L'obscurité

Suis-je dans le noir ou ai-je les yeux fermés ? Peut-être les deux. L'excès de la lumière est très proche de l'obscurité. Tous cela n’est qu’un jeu de mot. Un jeu de mot presque trop symbolique où, comme le dit Rotrou, j'ignore mon rôle. Ou le disait-t-il à propos de la vie ? Quelle-est la vraie différence entre la vie et un jeu de mot ? Un dramaturge qui préfère un dieu dogmatique qui ne fait que présenter deux éternités absolues et un monde noir et blanc aux dieux grecques - et surtout à Dionysos – et leurs diversités de couleurs peut-il avoir raison concernant quoi que ce soit ? Concernant la vie ?
Cela fait peut-être trop de questions ? En plus qui croit au dieux grecques au XXIème siècle ? N’est-ce pas ? Nous, nos valeurs à nous, nos croyances à nous, nos vérités à nous et nos jolies sciences à nous sont beaucoup plus logiques, beaucoup plus certaines. N’est-ce pas ?
Je ne sais pas. Je ne sais plus. Je n’arrive pas à me distinguer des personnages de Dostoïevski. Je n’arrive pas à ne pas réfléchir devant une page blanche. Tous ceci n’est qu’un jeu. N’est qu’une fiction. Dans toutes les fictions que je lis y a une femme. Ce n’est pas toujours le cas dans la vie. Un homme n’aime pas toujours une femme avec des sentiments suprêmes. Il ne la maltraite pas forcement, mais parfois, et peut être le plus souvent, ce qu’il ressent n’est pas suprême. Il l’aime, mais voilà. Parfois c’est tout. C’est peut-être pour cela que j’aime lire Camus. Bref. Malgré moi, je suppose que tous les récits ont quelque chose à avoir avec une femme.

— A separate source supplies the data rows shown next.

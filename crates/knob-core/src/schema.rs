//! The resolved schema object graph: enums, structs, and knobs.

use uuid::Uuid;

use crate::error::{Result, SchemaError};
use crate::types::{Bounds, Scalar, Value, ValueFormat};

/// Whether `name` can be spliced into generated C identifiers.
pub fn is_c_identifier(name: &str) -> bool {
    let mut chars = name.chars();
    match chars.next() {
        Some(first) if first.is_ascii_alphabetic() || first == '_' => {}
        _ => return false,
    }
    chars.all(|c| c.is_ascii_alphanumeric() || c == '_')
}

/// A single named enum member.
#[derive(Debug, Clone, PartialEq)]
pub struct EnumValue {
    pub name: String,
    pub number: i64,
    pub help: Option<String>,
}

/// A schema enum. Member numbers need not be sorted or contiguous.
#[derive(Debug, Clone, PartialEq)]
pub struct EnumDef {
    pub name: String,
    pub help: Option<String>,
    pub values: Vec<EnumValue>,
}

impl EnumDef {
    /// Lowest declared member number, `None` for an empty enum.
    pub fn lowest(&self) -> Option<i64> {
        self.values.iter().map(|v| v.number).min()
    }

    /// Highest declared member number, `None` for an empty enum.
    pub fn highest(&self) -> Option<i64> {
        self.values.iter().map(|v| v.number).max()
    }

    pub fn has_negative(&self) -> bool {
        self.values.iter().any(|v| v.number < 0)
    }

    pub fn member(&self, name: &str) -> Option<&EnumValue> {
        self.values.iter().find(|v| v.name == name)
    }

    pub fn member_by_number(&self, number: i64) -> Option<&EnumValue> {
        self.values.iter().find(|v| v.number == number)
    }

    /// C identifier of a member: `<Enum>_<Member>`.
    pub fn member_ident(&self, member: &str) -> String {
        format!("{}_{}", self.name, member)
    }
}

/// A struct member. `count > 1` declares a fixed-size array.
#[derive(Debug, Clone, PartialEq)]
pub struct StructMember {
    pub name: String,
    pub format: ValueFormat,
    pub count: u32,
    /// Declared lower bound, if narrower than the format's natural range.
    pub min: Option<Scalar>,
    /// Declared upper bound, if narrower than the format's natural range.
    pub max: Option<Scalar>,
    pub help: Option<String>,
}

/// A schema struct, laid out with 1-byte packing.
#[derive(Debug, Clone, PartialEq)]
pub struct StructDef {
    pub name: String,
    pub help: Option<String>,
    pub members: Vec<StructMember>,
}

/// An addressable path inside a knob's value.
#[derive(Debug, Clone, PartialEq)]
pub struct SubKnob {
    /// Dotted/indexed path starting with the knob name (`fan.points[1].temp`).
    pub path: String,
    pub format: ValueFormat,
    /// Leaves hold scalar, boolean, or enum values; non-leaves hold structs
    /// or arrays.
    pub leaf: bool,
    /// Effective range of a numeric leaf.
    pub bounds: Option<Bounds>,
}

impl SubKnob {
    /// Macro-safe form of the path: `[` and `]` become `_`, `.` becomes `__`.
    pub fn define_name(&self) -> String {
        self.path
            .replace('[', "_")
            .replace(']', "_")
            .replace('.', "__")
    }

    /// The part of the path following the knob name (`.points[1].temp`),
    /// suitable for appending to a C lvalue of the knob's type.
    pub fn access_suffix<'a>(&'a self, knob_name: &str) -> &'a str {
        self.path.strip_prefix(knob_name).unwrap_or("")
    }

    /// Effective lower bound when it differs from the natural one.
    pub fn narrowed_min(&self) -> Option<Scalar> {
        let natural = self.format.natural_bounds()?;
        let effective = self.bounds?;
        (effective.min != natural.min).then_some(effective.min)
    }

    /// Effective upper bound when it differs from the natural one.
    pub fn narrowed_max(&self) -> Option<Scalar> {
        let natural = self.format.natural_bounds()?;
        let effective = self.bounds?;
        (effective.max != natural.max).then_some(effective.max)
    }

    /// Whether generated code must check this leaf (enum membership or a
    /// narrowed bound).
    pub fn is_constrained(&self) -> bool {
        self.leaf
            && (self.format.is_enum()
                || self.narrowed_min().is_some()
                || self.narrowed_max().is_some())
    }
}

/// A named, typed, persisted configuration value.
#[derive(Debug, Clone, PartialEq)]
pub struct Knob {
    pub name: String,
    pub help: Option<String>,
    /// Namespace GUID scoping the persisted variable.
    pub namespace: Uuid,
    pub format: ValueFormat,
    pub default: Value,
    /// Sub-knobs in depth-first declaration order; the first entry is the
    /// knob itself.
    pub subknobs: Vec<SubKnob>,
}

impl Knob {
    /// Leaf sub-knobs only.
    pub fn leaves(&self) -> impl Iterator<Item = &SubKnob> {
        self.subknobs.iter().filter(|s| s.leaf)
    }

    /// Whether any leaf requires a generated content check.
    pub fn has_constraints(&self) -> bool {
        self.subknobs.iter().any(SubKnob::is_constrained)
    }

    /// Check every numeric leaf of `value` against its effective bounds.
    pub fn check_bounds(&self, schema: &Schema, value: &Value) -> Result<()> {
        for leaf in self.leaves() {
            let Some(bounds) = leaf.bounds else {
                continue;
            };
            let Some(scalar) = schema
                .select(&self.format, value, leaf.access_suffix(&self.name))
                .and_then(Value::as_scalar)
            else {
                continue;
            };
            if !bounds.contains(&scalar) {
                return Err(SchemaError::OutOfRange {
                    format: format!("{} ({})", leaf.path, leaf.format),
                    value: scalar.to_string(),
                    min: bounds.min.to_string(),
                    max: bounds.max.to_string(),
                });
            }
        }
        Ok(())
    }
}

/// The root object: ordered enums, structs, and knobs.
#[derive(Debug, Clone, PartialEq, Default)]
pub struct Schema {
    /// Human-readable source identifier, used for provenance comments.
    pub source: String,
    pub enums: Vec<EnumDef>,
    pub structs: Vec<StructDef>,
    pub knobs: Vec<Knob>,
}

impl Schema {
    pub fn find_enum(&self, name: &str) -> Option<&EnumDef> {
        self.enums.iter().find(|e| e.name == name)
    }

    pub fn find_struct(&self, name: &str) -> Option<&StructDef> {
        self.structs.iter().find(|s| s.name == name)
    }

    pub fn find_knob(&self, name: &str) -> Option<&Knob> {
        self.knobs.iter().find(|k| k.name == name)
    }

    pub(crate) fn enum_for(&self, name: &str, context: &str) -> Result<&EnumDef> {
        self.find_enum(name).ok_or_else(|| SchemaError::UnknownFormat {
            name: name.to_string(),
            context: context.to_string(),
        })
    }

    pub(crate) fn struct_for(&self, name: &str, context: &str) -> Result<&StructDef> {
        self.find_struct(name).ok_or_else(|| SchemaError::UnknownFormat {
            name: name.to_string(),
            context: context.to_string(),
        })
    }

    /// Walk the `.member` and `[index]` steps of an access suffix through a
    /// value of `format`. `None` when the path does not fit the value.
    pub fn select<'v>(
        &self,
        format: &ValueFormat,
        value: &'v Value,
        suffix: &str,
    ) -> Option<&'v Value> {
        if suffix.is_empty() {
            return Some(value);
        }
        let ValueFormat::Struct(name) = format else {
            return None;
        };
        let def = self.find_struct(name)?;
        let rest = suffix.strip_prefix('.')?;
        let end = rest.find(['.', '[']).unwrap_or(rest.len());
        let (member_name, mut rest) = rest.split_at(end);
        let index = def.members.iter().position(|m| m.name == member_name)?;
        let member = &def.members[index];
        let Value::Struct(items) = value else {
            return None;
        };
        let mut current = items.get(index)?;
        if member.count > 1 {
            let inner = rest.strip_prefix('[')?;
            let close = inner.find(']')?;
            let element: usize = inner[..close].parse().ok()?;
            let Value::Array(elements) = current else {
                return None;
            };
            current = elements.get(element)?;
            rest = &inner[close + 1..];
        }
        self.select(&member.format, current, rest)
    }

    /// Packed storage size of a format in bytes.
    pub fn size_of(&self, format: &ValueFormat) -> Result<u64> {
        match format {
            ValueFormat::Int(kind) => Ok(kind.size_bytes()),
            ValueFormat::Float(kind) => Ok(kind.size_bytes()),
            ValueFormat::Bool => Ok(1),
            ValueFormat::Enum(name) => {
                self.enum_for(name, "size computation")?;
                Ok(4)
            }
            ValueFormat::Struct(name) => {
                let def = self.struct_for(name, "size computation")?;
                self.struct_size(def)
            }
        }
    }

    /// Sum of member sizes times repeat counts, with no padding.
    pub fn struct_size(&self, def: &StructDef) -> Result<u64> {
        let mut total = 0u64;
        for member in &def.members {
            total += self.size_of(&member.format)? * u64::from(member.count);
        }
        Ok(total)
    }

    /// Expand a knob's value into its addressable sub-knobs.
    ///
    /// `min`/`max` are the knob's own declared bounds, which only apply when
    /// the knob is a scalar.
    pub fn expand_subknobs(
        &self,
        knob_name: &str,
        format: &ValueFormat,
        min: Option<Scalar>,
        max: Option<Scalar>,
    ) -> Result<Vec<SubKnob>> {
        let mut out = Vec::new();
        self.expand_into(knob_name.to_string(), format, min, max, &mut out)?;
        Ok(out)
    }

    fn expand_into(
        &self,
        path: String,
        format: &ValueFormat,
        min: Option<Scalar>,
        max: Option<Scalar>,
        out: &mut Vec<SubKnob>,
    ) -> Result<()> {
        match format {
            ValueFormat::Struct(name) => {
                let def = self.struct_for(name, &path)?;
                out.push(SubKnob {
                    path: path.clone(),
                    format: format.clone(),
                    leaf: false,
                    bounds: None,
                });
                for member in &def.members {
                    let member_path = format!("{path}.{}", member.name);
                    if member.count == 1 {
                        self.expand_into(member_path, &member.format, member.min, member.max, out)?;
                    } else {
                        out.push(SubKnob {
                            path: member_path.clone(),
                            format: member.format.clone(),
                            leaf: false,
                            bounds: None,
                        });
                        for index in 0..member.count {
                            self.expand_into(
                                format!("{member_path}[{index}]"),
                                &member.format,
                                member.min,
                                member.max,
                                out,
                            )?;
                        }
                    }
                }
            }
            ValueFormat::Enum(name) => {
                self.enum_for(name, &path)?;
                out.push(SubKnob {
                    path,
                    format: format.clone(),
                    leaf: true,
                    bounds: None,
                });
            }
            _ => {
                let bounds = format.natural_bounds().map(|natural| Bounds {
                    min: min.unwrap_or(natural.min),
                    max: max.unwrap_or(natural.max),
                });
                out.push(SubKnob {
                    path,
                    format: format.clone(),
                    leaf: true,
                    bounds,
                });
            }
        }
        Ok(())
    }
}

Je rêve d’ouvrir les yeux pour voir cette femme que j’aimerai comme un chevalier de Moyen-Age. Que je vénèrerai divinement. Une femme pour laquelle je serais prêt de surmonter des épreuves chevaleresques. Toute sortes d’épreuves. Pour enfin recevoir un baisé peut-être ? Quelle nativité ! Je l’imagine, au-dessus de moi, apparaitre d’une mer de nuages que je contemple. Elle tient ses seins entre ses bras, transpirant. Sa respiration est en parfaite harmonie avec la mienne.
J’ouvre les yeux.
Je me retrouve couché dans mon lit. Dans le noir. L’obscurité efface ce tableau allemand qu’a formé mon esprit mais pas d’un coup. Le tableau romantique s’efface très doucement. Comme si mon subconscient avait pitié de moi. Je me dresse pour m’assoir au bord du lit. Je reconnais cette chambre que je vis maintenant depuis quelques années. Je saisis la bouteille de vin posé sur la table de nuit et je mouille mes lèvres avec le liquide inspirateur. Je ne mange pas de pain. Je ne mange jamais du pain avec le vin. J’ai peur de la punition, du blasphème, de la damnation de Dionysos. Je pose la bouteille par terre et je regarde l’heure. Pourquoi le regarder ? Chronos n’est-il pas mort ? 04 :14. Cela ne veut rien dire. Rien ne veut plus rien dire depuis les milieux du siècle dernier.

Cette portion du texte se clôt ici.